Who's To Blame
Much is being made over President Bush's "failures" after Katrina and the political fallout. But who is really to blame for the situation in New Orleans?SondraK
says, "On Saturday, two days before the storm, The Director of the Hurricane Center called Mayer Nagin and Gov.. Blanco pleading with them to evacuate. Nothing. The President personally called and strongly urged Mayor Nagin and Gov. Blanco to order evacuations. Finally, on Sunday, less than one day before the storm hit, evacuations were called for.
"However, The Mayor and the Governor failed to provide any form of transportation for the poor and the needy. There are hundreds of school buses in the New Orleans Metro area that could have been put into use. Instead those buses sit under water, destroyed. And the good citizens of New Orleans were left to fend for themselves while the Mayor hid in another city.
"After the storm passed, Mayor Nagin was clueless as to what was happening in New Orleans. Why? Because he was sitting in Baton Rouge, not in New Orleans where he should have been. You cannot lead disaster recovery from out of town. From the time the storm left the area on Monday night until Thursday afternoon, Mayor Nagin stood in another City and complained that he was not getting any assistance when he never asked for it in the first place! Once Mayor Nagin and Gov. Blanco asked for Federal Assistance, that assistance was set in motion within an hour.
"FEMA had pre-positioned equipment and personnel before the storm hit. FEMA could not legally act without being asked. The majority of the Gulf Coast was devastated by Hurricane Katrina. Gulfport and Biloxi are cleaning up. Emergency Services are being restored. The difference between Gulfport and Biloxi and New Orleans is that the Mayors and the Governor of Mississippi reacted properly and asked for aid right away. In New Orleans, the elected Officials failed to act in the Public Interest, before, during, and after the storm.
"You can’t blame the Federal Government for the failures of the Local and State elected Officials. There is no excuse for Gov. Blanco not ordering the LA NG into the afflicted areas on Monday evening to provide aid and security. That responsibility falls on the Governor’s shoulders and no where else. The failure to mobilize the school buses to evacuate those without transportation falls on Mayor Nagin and nowhere else."
And Ed at Captains Quarters
weighs in, "When the storm reached Cat-5 status in the Gulf of Mexico, what did George Bush do? He declared the entire Gulf coast an emergency area and mobilized FEMA. ... The city of New Orleans and the state of Louisiana asked people to evacuate, but made no preparations to assist people in that endeavor. By Friday the outbound roads clogged with people in cars looking to escape, which all did. However, an entire fleet of school buses -- hundreds of them -- sat in their parking lots, gathering dust. Until George Bush called Governor Blanco personally and pleaded with her to make the evacuation order mandatory on Saturday, neither Mayor Nagin nor Blanco told people they had to leave. Apparently, that order only went out over the TV and radio from their press conference; no attempt was made to direct people out of their homes and onto the road.... Lousiana's governor had not called out her National Guard units, only 25% of which have deployed to Iraq. ... Nagin only ordered the PD to take on looting as a high priority on Thursday.

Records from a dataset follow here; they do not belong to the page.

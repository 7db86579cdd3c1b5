//! 核心模块
//!
//! - `engine` - 引擎入口、命令行选项和运行循环
//! - `control` - 按键到参数修改的控制面
//! - `error` - 错误与状态类型

pub mod control;
pub mod engine;
pub mod error;
#[macro_use]
pub mod macros;

pub use control::{ControlAction, ControlSurface};
pub use engine::{Engine, EngineOptions};
pub use error::{CascadeError, CascadeResult, CascadeStatus, NotReadyReason};
use super::{ConfigError, ConfigResult};
use serde::{Deserialize, Serialize};
use std::sync::{Arc, RwLock};

/// 参数的声明范围
#[derive(Debug, Clone, Copy, PartialEq)]
pub struct ParamRange {
    pub min: f32,
    pub max: f32,
}

impl ParamRange {
    pub const fn new(min: f32, max: f32) -> Self {
        Self { min, max }
    }

    pub fn contains(&self, value: f32) -> bool {
        value >= self.min && value <= self.max
    }

    pub fn clamp(&self, value: f32) -> f32 {
        value.clamp(self.min, self.max)
    }
}

pub const GRAVITY_RANGE: ParamRange = ParamRange::new(0.1, 8.0);
pub const NOISE_RANGE: ParamRange = ParamRange::new(0.0, 2.5);
pub const THRESHOLD_RANGE: ParamRange = ParamRange::new(0.0, 1.0);
pub const POINT_SIZE_RANGE: ParamRange = ParamRange::new(1.0, 15.0);
pub const TOP_BIAS_RANGE: ParamRange = ParamRange::new(0.0, 0.5);
pub const BOUNCE_DAMPEN_RANGE: ParamRange = ParamRange::new(0.1, 1.0);
pub const SHRINK_STRENGTH_RANGE: ParamRange = ParamRange::new(0.0, 1.0);

/// 物理参数集
///
/// 由外部控制面修改，每次更新/渲染时读取一份快照。除字段自身声明的范围外不做
/// 任何校验，越界值由调用方负责。
#[derive(Debug, Clone, Copy, PartialEq, Serialize, Deserialize)]
#[serde(default)]
pub struct PhysicsParams {
    /// 重力加速度（归一化单位/秒²，向下为正）
    pub gravity: f32,
    /// 横向抖动强度
    pub noise_strength: f32,
    /// 掩码占用阈值
    pub threshold: f32,
    /// 顶部偏置，为正时粒子在顶部附近停留更久
    pub top_bias: f32,
    /// 反弹衰减
    pub bounce_dampen: f32,
    /// 下落收缩强度
    pub shrink_strength: f32,
    /// 点大小（像素）
    pub point_size: f32,
    /// 是否与掩码碰撞
    pub collide: bool,
    /// 是否反转掩码
    pub invert_mask: bool,
    /// 以方块代替圆点渲染
    pub render_squares: bool,
}

impl Default for PhysicsParams {
    fn default() -> Self {
        Self {
            gravity: 3.5,
            noise_strength: 0.8,
            threshold: 0.45,
            top_bias: 0.0,
            bounce_dampen: 0.5,
            shrink_strength: 0.0,
            point_size: 5.0,
            collide: true,
            invert_mask: false,
            render_squares: false,
        }
    }
}

impl PhysicsParams {
    /// 所有标量参数的名称与声明范围，供控制面构建滑块
    pub fn ranges() -> [(&'static str, ParamRange); 7] {
        [
            ("gravity", GRAVITY_RANGE),
            ("noise", NOISE_RANGE),
            ("threshold", THRESHOLD_RANGE),
            ("point size", POINT_SIZE_RANGE),
            ("top bias", TOP_BIAS_RANGE),
            ("bounce dampen", BOUNCE_DAMPEN_RANGE),
            ("shrink strength", SHRINK_STRENGTH_RANGE),
        ]
    }

    /// 返回钳制到声明范围内的副本
    pub fn clamped(&self) -> Self {
        Self {
            gravity: GRAVITY_RANGE.clamp(self.gravity),
            noise_strength: NOISE_RANGE.clamp(self.noise_strength),
            threshold: THRESHOLD_RANGE.clamp(self.threshold),
            top_bias: TOP_BIAS_RANGE.clamp(self.top_bias),
            bounce_dampen: BOUNCE_DAMPEN_RANGE.clamp(self.bounce_dampen),
            shrink_strength: SHRINK_STRENGTH_RANGE.clamp(self.shrink_strength),
            point_size: POINT_SIZE_RANGE.clamp(self.point_size),
            ..*self
        }
    }

    /// 验证配置文件中的值
    pub fn validate(&self) -> ConfigResult<()> {
        let checks = [
            ("gravity", GRAVITY_RANGE, self.gravity),
            ("noise_strength", NOISE_RANGE, self.noise_strength),
            ("threshold", THRESHOLD_RANGE, self.threshold),
            ("top_bias", TOP_BIAS_RANGE, self.top_bias),
            ("bounce_dampen", BOUNCE_DAMPEN_RANGE, self.bounce_dampen),
            ("shrink_strength", SHRINK_STRENGTH_RANGE, self.shrink_strength),
            ("point_size", POINT_SIZE_RANGE, self.point_size),
        ];
        for (name, range, value) in checks {
            if !range.contains(value) {
                return Err(ConfigError::ValidationError(format!(
                    "physics.{} = {} outside [{}, {}]",
                    name, value, range.min, range.max
                )));
            }
        }
        Ok(())
    }
}

/// 参数存储
///
/// 控制面写入，帧循环每帧复制一次快照交给更新/渲染过程，过程中不持有锁。
#[derive(Debug, Clone, Default)]
pub struct ParamStore {
    inner: Arc<RwLock<PhysicsParams>>,
}

impl ParamStore {
    pub fn new(params: PhysicsParams) -> Self {
        Self {
            inner: Arc::new(RwLock::new(params)),
        }
    }

    /// 复制当前参数
    pub fn snapshot(&self) -> PhysicsParams {
        match self.inner.read() {
            Ok(guard) => *guard,
            Err(poisoned) => *poisoned.into_inner(),
        }
    }

    /// 修改参数
    pub fn update(&self, f: impl FnOnce(&mut PhysicsParams)) {
        let mut guard = match self.inner.write() {
            Ok(guard) => guard,
            Err(poisoned) => poisoned.into_inner(),
        };
        f(&mut guard);
    }
}
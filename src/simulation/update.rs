//! 更新阶段
//!
//! 对每个网格坐标独立执行同一个纯函数 [`step_particle`]：读取当前缓冲中的状态、
//! 共享掩码和参数快照，写入下一个缓冲的同一坐标。GPU 版本见
//! `gpu::shaders::UPDATE_SHADER`，两者的算术一一对应。

use super::mask::MaskSampler;
use super::noise::{hash01, jitter, SALT_SPAWN_VX, SALT_SPAWN_X, SALT_SPAWN_Y};
use super::state::{GridDims, ParticleState};
use crate::config::PhysicsParams;
use crate::simulation::mask::MaskFrame;

/// 横向阻尼系数（每秒）
pub const LATERAL_DAMPING: f32 = 1.5;
/// 低于该 y 视为从底部落出
pub const LOWER_BOUND: f32 = 1.05;
/// 高于该 y（向上）视为逃逸
pub const UPPER_ESCAPE: f32 = -1.0;

/// 更新过程的统一参数（对应 WGSL `UpdateUniforms`）
#[repr(C)]
#[derive(Debug, Clone, Copy, PartialEq, bytemuck::Pod, bytemuck::Zeroable)]
pub struct UpdateUniforms {
    pub grid_width: u32,
    pub grid_height: u32,
    pub mask_width: u32,
    pub mask_height: u32,
    pub dt: f32,
    pub time: f32,
    pub gravity: f32,
    pub noise_strength: f32,
    pub threshold: f32,
    pub top_bias: f32,
    pub bounce_dampen: f32,
    pub collide: u32,
    pub invert_mask: u32,
    pub has_mask: u32,
    pub _padding: [u32; 2],
}

impl UpdateUniforms {
    /// 从参数快照构造
    pub fn new(
        params: &PhysicsParams,
        dims: GridDims,
        mask: Option<&MaskFrame>,
        dt: f32,
        time: f32,
    ) -> Self {
        let (mask_width, mask_height) = mask.map(|m| (m.width(), m.height())).unwrap_or((0, 0));
        Self {
            grid_width: dims.width,
            grid_height: dims.height,
            mask_width,
            mask_height,
            dt,
            time,
            gravity: params.gravity,
            noise_strength: params.noise_strength,
            threshold: params.threshold,
            top_bias: params.top_bias,
            bounce_dampen: params.bounce_dampen,
            collide: params.collide as u32,
            invert_mask: params.invert_mask as u32,
            has_mask: mask.is_some() as u32,
            _padding: [0; 2],
        }
    }

    /// 只有在开启碰撞且收到过掩码帧时才做碰撞
    pub fn collision_enabled(&self) -> bool {
        self.collide != 0 && self.has_mask != 0
    }

    pub fn dims(&self) -> GridDims {
        GridDims::new(self.grid_width, self.grid_height)
    }
}

/// 按出生分布重置，随机性来自 (索引, 时间) 的哈希
pub fn respawn(index: u32, time: f32) -> ParticleState {
    let tick = time.to_bits();
    ParticleState::spawn_from_unit(
        hash01(index, tick, SALT_SPAWN_X),
        hash01(index, tick, SALT_SPAWN_Y),
        hash01(index, tick, SALT_SPAWN_VX),
    )
}

/// 单个粒子的一步更新
///
/// 已经处在占用区域内的粒子（例如掩码在它周围出现）本步不做碰撞，自由下落直到
/// 离开占用区域，避免被冻结在表面内部。
pub fn step_particle(
    p: ParticleState,
    index: u32,
    mask: &MaskSampler,
    u: &UpdateUniforms,
) -> ParticleState {
    let dt = u.dt;

    // 重力
    let mut vy = p.vy + u.gravity * dt;

    // 横向抖动与阻尼
    let mut vx = p.vx + jitter(index, u.time) * u.noise_strength * dt;
    vx *= (1.0 - LATERAL_DAMPING * dt).max(0.0);

    // 顶部偏置：越靠近顶部，下落越慢
    vy -= u.top_bias * u.gravity * dt * (1.0 - p.y.clamp(0.0, 1.0));

    // 试探积分
    let mut x = p.x + vx * dt;
    let mut y = p.y + vy * dt;

    if !(0.0..=1.0).contains(&x) {
        x -= x.floor();
    }

    if u.collision_enabled() {
        let invert = u.invert_mask != 0;
        let embedded = mask.occupied(p.x, p.y, u.threshold, invert);
        if !embedded && mask.occupied(x, y, u.threshold, invert) {
            vy = -vy * u.bounce_dampen;
            y = p.y;
            // 台阶或斜面：横向位移同样被拒绝，反弹后不会停在掩码内部
            if mask.occupied(x, y, u.threshold, invert) {
                vx = -vx * u.bounce_dampen;
                x = p.x;
            }
        }
    }

    let next = ParticleState::new(x, y, vx, vy);
    if !next.is_finite() || y > LOWER_BOUND || y < UPPER_ESCAPE {
        return respawn(index, u.time);
    }
    next
}

/// CPU 并行更新阶段
///
/// 把下一个缓冲按连续区间切给若干工作线程，每个线程只写自己的区间，
/// 只读整个当前缓冲。
#[derive(Debug, Clone)]
pub struct UpdateStage {
    workers: usize,
    min_chunk: usize,
}

impl Default for UpdateStage {
    fn default() -> Self {
        Self::new()
    }
}

impl UpdateStage {
    pub fn new() -> Self {
        Self {
            workers: num_cpus::get().max(1),
            min_chunk: 4096,
        }
    }

    /// 指定工作线程数
    pub fn with_workers(workers: usize) -> Self {
        Self {
            workers: workers.max(1),
            ..Self::new()
        }
    }

    pub fn workers(&self) -> usize {
        self.workers
    }

    /// 执行一次完整更新
    pub fn run(
        &self,
        current: &[ParticleState],
        next: &mut [ParticleState],
        mask: &MaskSampler,
        uniforms: &UpdateUniforms,
    ) {
        debug_assert_eq!(current.len(), next.len());
        let total = next.len();
        let workers = self.workers.min(total / self.min_chunk).max(1);

        if workers == 1 {
            Self::run_range(0, current, next, mask, uniforms);
            return;
        }

        let chunk = total.div_ceil(workers);
        std::thread::scope(|scope| {
            for (i, out) in next.chunks_mut(chunk).enumerate() {
                scope.spawn(move || Self::run_range(i * chunk, current, out, mask, uniforms));
            }
        });
    }

    fn run_range(
        start: usize,
        current: &[ParticleState],
        out: &mut [ParticleState],
        mask: &MaskSampler,
        uniforms: &UpdateUniforms,
    ) {
        for (offset, slot) in out.iter_mut().enumerate() {
            let index = start + offset;
            *slot = step_particle(current[index], index as u32, mask, uniforms);
        }
    }
}

#[cfg(test)]
mod tests {
    use super::*;
    use std::sync::Arc;

    fn quiet_params() -> PhysicsParams {
        PhysicsParams {
            gravity: 0.0,
            noise_strength: 0.0,
            top_bias: 0.0,
            ..Default::default()
        }
    }

    fn bottom_half_mask() -> MaskSampler {
        let mut sampler = MaskSampler::new();
        sampler.replace(Arc::new(MaskFrame::new(1, 2, vec![0.0, 1.0]).unwrap()));
        sampler
    }

    #[test]
    fn test_uniforms_layout() {
        assert_eq!(std::mem::size_of::<UpdateUniforms>(), 64);
    }

    #[test]
    fn test_gravity_only_integration() {
        let params = PhysicsParams {
            gravity: 3.5,
            collide: false,
            ..quiet_params()
        };
        let u = UpdateUniforms::new(&params, GridDims::new(1, 1), None, 0.1, 0.0);
        let p = ParticleState::new(0.5, 0.2, 0.0, 0.0);
        let next = step_particle(p, 0, &MaskSampler::new(), &u);
        assert!((next.vy - 0.35).abs() < 1e-6);
        assert!((next.y - (0.2 + 0.035)).abs() < 1e-6);
    }

    #[test]
    fn test_bounce_rejects_vertical_displacement() {
        let mask = bottom_half_mask();
        let params = PhysicsParams {
            bounce_dampen: 0.5,
            ..quiet_params()
        };
        let u = UpdateUniforms::new(&params, GridDims::new(1, 1), mask.frame().map(|f| &**f), 0.1, 0.0);
        let p = ParticleState::new(0.5, 0.45, 0.0, 2.0);
        let next = step_particle(p, 0, &mask, &u);
        assert_eq!(next.vy, -1.0);
        assert_eq!(next.y, 0.45);
    }

    #[test]
    fn test_bounce_keeps_horizontal_displacement() {
        let mask = bottom_half_mask();
        let u = UpdateUniforms::new(&quiet_params(), GridDims::new(1, 1), mask.frame().map(|f| &**f), 0.1, 0.0);
        let p = ParticleState::new(0.5, 0.45, 0.1, 2.0);
        let next = step_particle(p, 0, &mask, &u);
        assert_eq!(next.y, 0.45);
        assert!(next.x > 0.5);
    }

    #[test]
    fn test_bounce_against_step_rejects_horizontal_move() {
        // 左上空，其余占用
        let mut mask = MaskSampler::new();
        mask.replace(Arc::new(MaskFrame::new(2, 2, vec![0.0, 1.0, 1.0, 1.0]).unwrap()));
        let params = PhysicsParams {
            bounce_dampen: 0.5,
            ..quiet_params()
        };
        let u = UpdateUniforms::new(&params, GridDims::new(1, 1), mask.frame().map(|f| &**f), 0.1, 0.0);
        let p = ParticleState::new(0.45, 0.45, 1.0, 2.0);
        let next = step_particle(p, 0, &mask, &u);
        assert_eq!((next.x, next.y), (0.45, 0.45));
        assert_eq!(next.vy, -1.0);
        assert!(next.vx < 0.0);
        assert!(!mask.occupied(next.x, next.y, u.threshold, false));
    }

    #[test]
    fn test_embedded_particle_falls_freely() {
        let mask = bottom_half_mask();
        let u = UpdateUniforms::new(&quiet_params(), GridDims::new(1, 1), mask.frame().map(|f| &**f), 0.1, 0.0);
        let p = ParticleState::new(0.5, 0.7, 0.0, 1.0);
        let next = step_particle(p, 0, &mask, &u);
        assert!((next.y - 0.8).abs() < 1e-6);
        assert_eq!(next.vy, 1.0);
    }

    #[test]
    fn test_collide_flag_off_ignores_mask() {
        let mask = bottom_half_mask();
        let params = PhysicsParams {
            collide: false,
            ..quiet_params()
        };
        let u = UpdateUniforms::new(&params, GridDims::new(1, 1), mask.frame().map(|f| &**f), 0.1, 0.0);
        let next = step_particle(ParticleState::new(0.5, 0.45, 0.0, 2.0), 0, &mask, &u);
        assert!((next.y - 0.65).abs() < 1e-6);
    }

    #[test]
    fn test_falling_off_bottom_respawns() {
        let u = UpdateUniforms::new(&quiet_params(), GridDims::new(1, 1), None, 0.1, 3.0);
        let next = step_particle(ParticleState::new(0.3, 1.04, 0.0, 1.0), 9, &MaskSampler::new(), &u);
        assert_eq!(next, respawn(9, 3.0));
        assert!((-0.05..=0.05).contains(&next.y));
        assert_eq!(next.vy, 0.0);
    }

    #[test]
    fn test_non_finite_respawns() {
        let u = UpdateUniforms::new(&quiet_params(), GridDims::new(1, 1), None, 0.1, 0.0);
        let next = step_particle(ParticleState::new(0.3, 0.5, f32::NAN, 0.0), 2, &MaskSampler::new(), &u);
        assert!(next.is_finite());
        assert!((0.0..=1.0).contains(&next.x));
    }

    #[test]
    fn test_horizontal_wrap() {
        let u = UpdateUniforms::new(&quiet_params(), GridDims::new(1, 1), None, 0.1, 0.0);
        let next = step_particle(ParticleState::new(0.99, 0.5, 0.5, 0.0), 0, &MaskSampler::new(), &u);
        assert!((0.0..=1.0).contains(&next.x));
        assert!(next.x < 0.1);
    }

    #[test]
    fn test_noise_scales_linearly() {
        let dims = GridDims::new(1, 1);
        let p = ParticleState::new(0.5, 0.5, 0.0, 0.0);
        let at = |strength: f32| {
            let params = PhysicsParams {
                noise_strength: strength,
                ..quiet_params()
            };
            let u = UpdateUniforms::new(&params, dims, None, 0.05, 1.3);
            step_particle(p, 17, &MaskSampler::new(), &u).vx
        };
        let one = at(1.0);
        let two = at(2.0);
        assert!(one != 0.0);
        assert!((two - 2.0 * one).abs() < 1e-6);
        assert_eq!(at(0.0), 0.0);
    }

    #[test]
    fn test_top_bias_slows_fall_near_top() {
        let dims = GridDims::new(1, 1);
        let p = ParticleState::new(0.5, 0.0, 0.0, 0.0);
        let base = PhysicsParams {
            gravity: 3.5,
            ..quiet_params()
        };
        let biased = PhysicsParams {
            top_bias: 0.5,
            ..base
        };
        let u0 = UpdateUniforms::new(&base, dims, None, 0.1, 0.0);
        let u1 = UpdateUniforms::new(&biased, dims, None, 0.1, 0.0);
        let mask = MaskSampler::new();
        assert!(step_particle(p, 0, &mask, &u1).vy < step_particle(p, 0, &mask, &u0).vy);
    }

    #[test]
    fn test_parallel_matches_serial() {
        let dims = GridDims::new(128, 96);
        let current: Vec<ParticleState> = (0..dims.count())
            .map(|i| ParticleState::new((i % 128) as f32 / 128.0, (i / 128) as f32 / 96.0, 0.0, 0.5))
            .collect();
        let u = UpdateUniforms::new(&PhysicsParams::default(), dims, None, 1.0 / 60.0, 2.0);
        let mask = MaskSampler::new();

        let mut serial = vec![ParticleState::default(); dims.count()];
        UpdateStage::with_workers(1).run(&current, &mut serial, &mask, &u);

        let mut parallel = vec![ParticleState::default(); dims.count()];
        let stage = UpdateStage {
            workers: 4,
            min_chunk: 1024,
        };
        stage.run(&current, &mut parallel, &mask, &u);

        assert_eq!(serial, parallel);
    }
}
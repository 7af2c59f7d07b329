//! Per-word correctness overlay derived from a pronunciation evaluation.

use serde::Serialize;

use crate::api::Evaluation;

/// Four-tier scale the presentation maps to colors/labels. The boundaries
/// mirror the original word chip styling: full marks, above 90%, above 70%,
/// everything else.
#[derive(Debug, Clone, Copy, PartialEq, Eq, Serialize)]
#[serde(rename_all = "lowercase")]
pub enum ScoreTier {
    Perfect,
    Good,
    Fair,
    Poor,
}

impl ScoreTier {
    pub fn from_ratio(ratio: f32) -> Self {
        if ratio >= 1.0 {
            ScoreTier::Perfect
        } else if ratio > 0.9 {
            ScoreTier::Good
        } else if ratio > 0.7 {
            ScoreTier::Fair
        } else {
            ScoreTier::Poor
        }
    }
}

/// Correctness ratio for one word of the displayed verse, or `None` when
/// the evaluation does not apply: it belongs to another verse, the word
/// lies outside the evaluated `[start_index, end_index)` range, or the
/// ratio list is shorter than the index.
pub fn ratio_for(word_index: usize, verse_id: &str, evaluation: &Evaluation) -> Option<f32> {
    if evaluation.verse_id != verse_id {
        return None;
    }
    let start = evaluation.start_index as usize;
    let end = evaluation.end_index as usize;
    if word_index < start || word_index >= end {
        return None;
    }
    evaluation.ratios.get(word_index).copied()
}
/// Asynchronous work a transition asks the runtime to perform.
#[derive(Debug, PartialEq)]
pub enum Effect {
    FetchSurahs,
    FetchVerses { surah: u16 },
    FetchAudio { epoch: u64, url: String },
    Evaluate { verse_id: String, wav: Vec<u8> },
}

/// Immutable view-model snapshot; one per applied transition.
#[derive(Debug, Clone, serde::Serialize)]
pub struct EngineSnapshot {
    pub surah_number: u16,
    pub surah_name: String,
    pub ayah_number: u16,
    pub verse_text: String,
    pub words: Vec<String>,
    pub highlighted_word: Option<usize>,
    pub word_ratios: Vec<Option<f32>>,
    pub word_tiers: Vec<Option<ScoreTier>>,
    pub playback: PlaybackStatus,
    pub recording: RecordingStatus,
    pub last_error: Option<String>,
}

pub struct RecitationEngine {
    nav: NavigationState,
    playback: PlaybackSession,
    recording: RecordingSession,
    backend: Box<dyn AudioBackend>,
    recorder: Box<dyn Recorder>,
    surahs: Vec<Surah>,
    /// Verses of the current surah, sorted by number.
    verses: Vec<Ayah>,
    /// Verse lists already fetched this session, keyed by surah number.
    verse_cache: DashMap<u16, Vec<Ayah>>,
    evaluation: Option<Evaluation>,
    last_error: Option<EngineError>,
    audio_base_url: String,
}
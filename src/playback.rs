//! Playback session: one audio handle for the currently selected verse and
//! the live position-to-word mapping driven by progress ticks.

use serde::Serialize;

use crate::player::AudioHandle;
use crate::segments::{self, WordSegment};

#[derive(Debug, Clone, Copy, PartialEq, Eq, Serialize)]
#[serde(rename_all = "snake_case")]
pub enum PlaybackStatus {
    Idle,
    Loading,
    Playing,
    Paused,
    Finished,
}

/// What the caller must do after a `toggle`.
#[derive(Debug, Clone, Copy, PartialEq, Eq)]
pub enum ToggleOutcome {
    /// Handled internally (pause/resume/replay, or a load already underway).
    Handled,
    /// Nothing is loaded; the caller should fetch the audio and attach it.
    NeedsLoad,
}

pub struct PlaybackSession {
    status: PlaybackStatus,
    handle: Option<Box<dyn AudioHandle>>,
    position_ms: u64,
    current_word: Option<usize>,
    segments: Vec<WordSegment>,
    lead_ms: u64,
}

impl PlaybackSession {
    pub fn new(lead_ms: u64) -> Self {
        Self {
            status: PlaybackStatus::Idle,
            handle: None,
            position_ms: 0,
            current_word: None,
            segments: Vec::new(),
            lead_ms,
        }
    }

    pub fn status(&self) -> PlaybackStatus {
        self.status
    }

    pub fn position_ms(&self) -> u64 {
        self.position_ms
    }

    pub fn current_word(&self) -> Option<usize> {
        self.current_word
    }

    pub fn handle(&self) -> Option<&dyn AudioHandle> {
        self.handle.as_deref()
    }

    /// Bind the word timing of the verse this session plays. An empty list
    /// means no timing (no highlight). Does not touch the handle; releasing
    /// is the navigation reset's job.
    pub fn bind_segments(&mut self, segments: Vec<WordSegment>) {
        self.segments = segments;
        self.current_word = None;
    }

    /// Mark a load underway. The previous handle is released first, so at
    /// most one live handle exists even across rapid repeated navigation;
    /// whether a completed load still applies is the orchestrator's epoch
    /// check, not this session's concern.
    pub fn begin_load(&mut self) {
        self.handle = None;
        self.position_ms = 0;
        self.current_word = None;
        self.status = PlaybackStatus::Loading;
    }

    /// Attach a freshly opened handle and start playing.
    pub fn attach(&mut self, handle: Box<dyn AudioHandle>) {
        self.handle = Some(handle);
        self.position_ms = 0;
        self.current_word = None;
        self.status = PlaybackStatus::Playing;
    }

    /// A load underway failed; back to Idle with no handle.
    pub fn load_failed(&mut self) {
        self.release();
    }

    pub fn toggle(&mut self) -> ToggleOutcome {
        match self.status {
            PlaybackStatus::Playing => {
                if let Some(handle) = self.handle.as_mut() {
                    handle.pause();
                }
                self.status = PlaybackStatus::Paused;
                ToggleOutcome::Handled
            }
            PlaybackStatus::Paused => {
                if let Some(handle) = self.handle.as_mut() {
                    handle.resume();
                }
                self.status = PlaybackStatus::Playing;
                ToggleOutcome::Handled
            }
            PlaybackStatus::Finished => match self.handle.as_mut() {
                Some(handle) => {
                    handle.seek_to_start();
                    self.position_ms = 0;
                    self.current_word = None;
                    self.status = PlaybackStatus::Playing;
                    ToggleOutcome::Handled
                }
                None => ToggleOutcome::NeedsLoad,
            },
            PlaybackStatus::Idle => ToggleOutcome::NeedsLoad,
            PlaybackStatus::Loading => ToggleOutcome::Handled,
        }
    }

    /// Progress notification from the live handle. Ignored unless playing.
    pub fn tick(&mut self, position_ms: u64) {
        if self.status != PlaybackStatus::Playing {
            return;
        }
        self.position_ms = position_ms;
        self.current_word = segments::word_index_at(position_ms, &self.segments, self.lead_ms);
    }

    /// The source played to its end: no highlighted word, position rewound.
    /// The handle is kept so a subsequent toggle can replay without a refetch.
    pub fn finish(&mut self) {
        self.status = PlaybackStatus::Finished;
        self.position_ms = 0;
        self.current_word = None;
    }

    /// Release the audio handle and reset to Idle. Called on every exit
    /// path: navigation change, load failure, teardown.
    pub fn release(&mut self) {
        self.handle = None;
        self.status = PlaybackStatus::Idle;
        self.position_ms = 0;
        self.current_word = None;
    }

    #[cfg(test)]
    pub(crate) fn has_live_handle(&self) -> bool {
        self.handle.is_some()
    }
}
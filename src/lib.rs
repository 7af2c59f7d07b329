//! Recitation synchronization engine.
//!
//! Keeps three independently timed activities consistent for a recitation
//! practice session: reference-audio playback with live word highlighting,
//! the record→upload→evaluate lifecycle of the user's own attempt, and
//! user-driven navigation across chapters and verses. The presentation
//! layer consumes one immutable [`engine::EngineSnapshot`] per state
//! transition and issues operations through an [`engine::EngineHandle`];
//! everything else (staleness checks, resource release, auto-advance) is
//! internal.

pub mod api;
pub mod audio;
pub mod config;
pub mod engine;
pub mod error;
pub mod navigation;
pub mod overlay;
pub mod playback;
pub mod player;
pub mod recording;
pub mod segments;

pub use api::{Ayah, Evaluation, QuranClient, Surah};
pub use config::{EngineConfig, load_engine_config, save_engine_config};
pub use engine::{Effect, EngineEvent, EngineHandle, EngineSnapshot, RecitationEngine};
pub use error::EngineError;
pub use navigation::{NavCommand, NavigationPosition, NavigationState};
pub use overlay::ScoreTier;
pub use playback::{PlaybackSession, PlaybackStatus};
pub use recording::{RecordingSession, RecordingStatus};

/// Install a fmt subscriber honoring `RUST_LOG`. Safe to call more than
/// once; later calls are no-ops.
pub fn init_tracing() {
    use tracing_subscriber::EnvFilter;
    let _ = tracing_subscriber::fmt()
        .with_env_filter(EnvFilter::from_default_env())
        .try_init();
}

What did George Bush do? ... He does not have the authority to call out anyone's National Guard until he federalizes the units, a move usually reserved for use when governors prove recalcitrant in mobilization. Yet within three days of the levee burst and the drowning of New Orleans, Bush had 40,000 troops entering the city to take over the management from Nagin and Blanco...
"We work within a federal system, where cities and states control the allocation of resources used within their borders. We do this because we recognize that, for the most part, federalism works. Local decisions about resource allocation usually create better results than top-down bureaucratic management. The main requirement for that to work is local leadership. ... The main failure in New Orleans came when the local and state governments refused to recognize that the storm had a high chance to cause catastrophic damage and use its assets to get the poor and infirm out of its way. They had plenty of resources (in vehicles) with which to do that, but left them right where the floods would destroy them. All the rest of the damage would have been mere property destruction, difficult to rebuild but nonetheless easier to accept than the unbelievable hardship we've seen this week."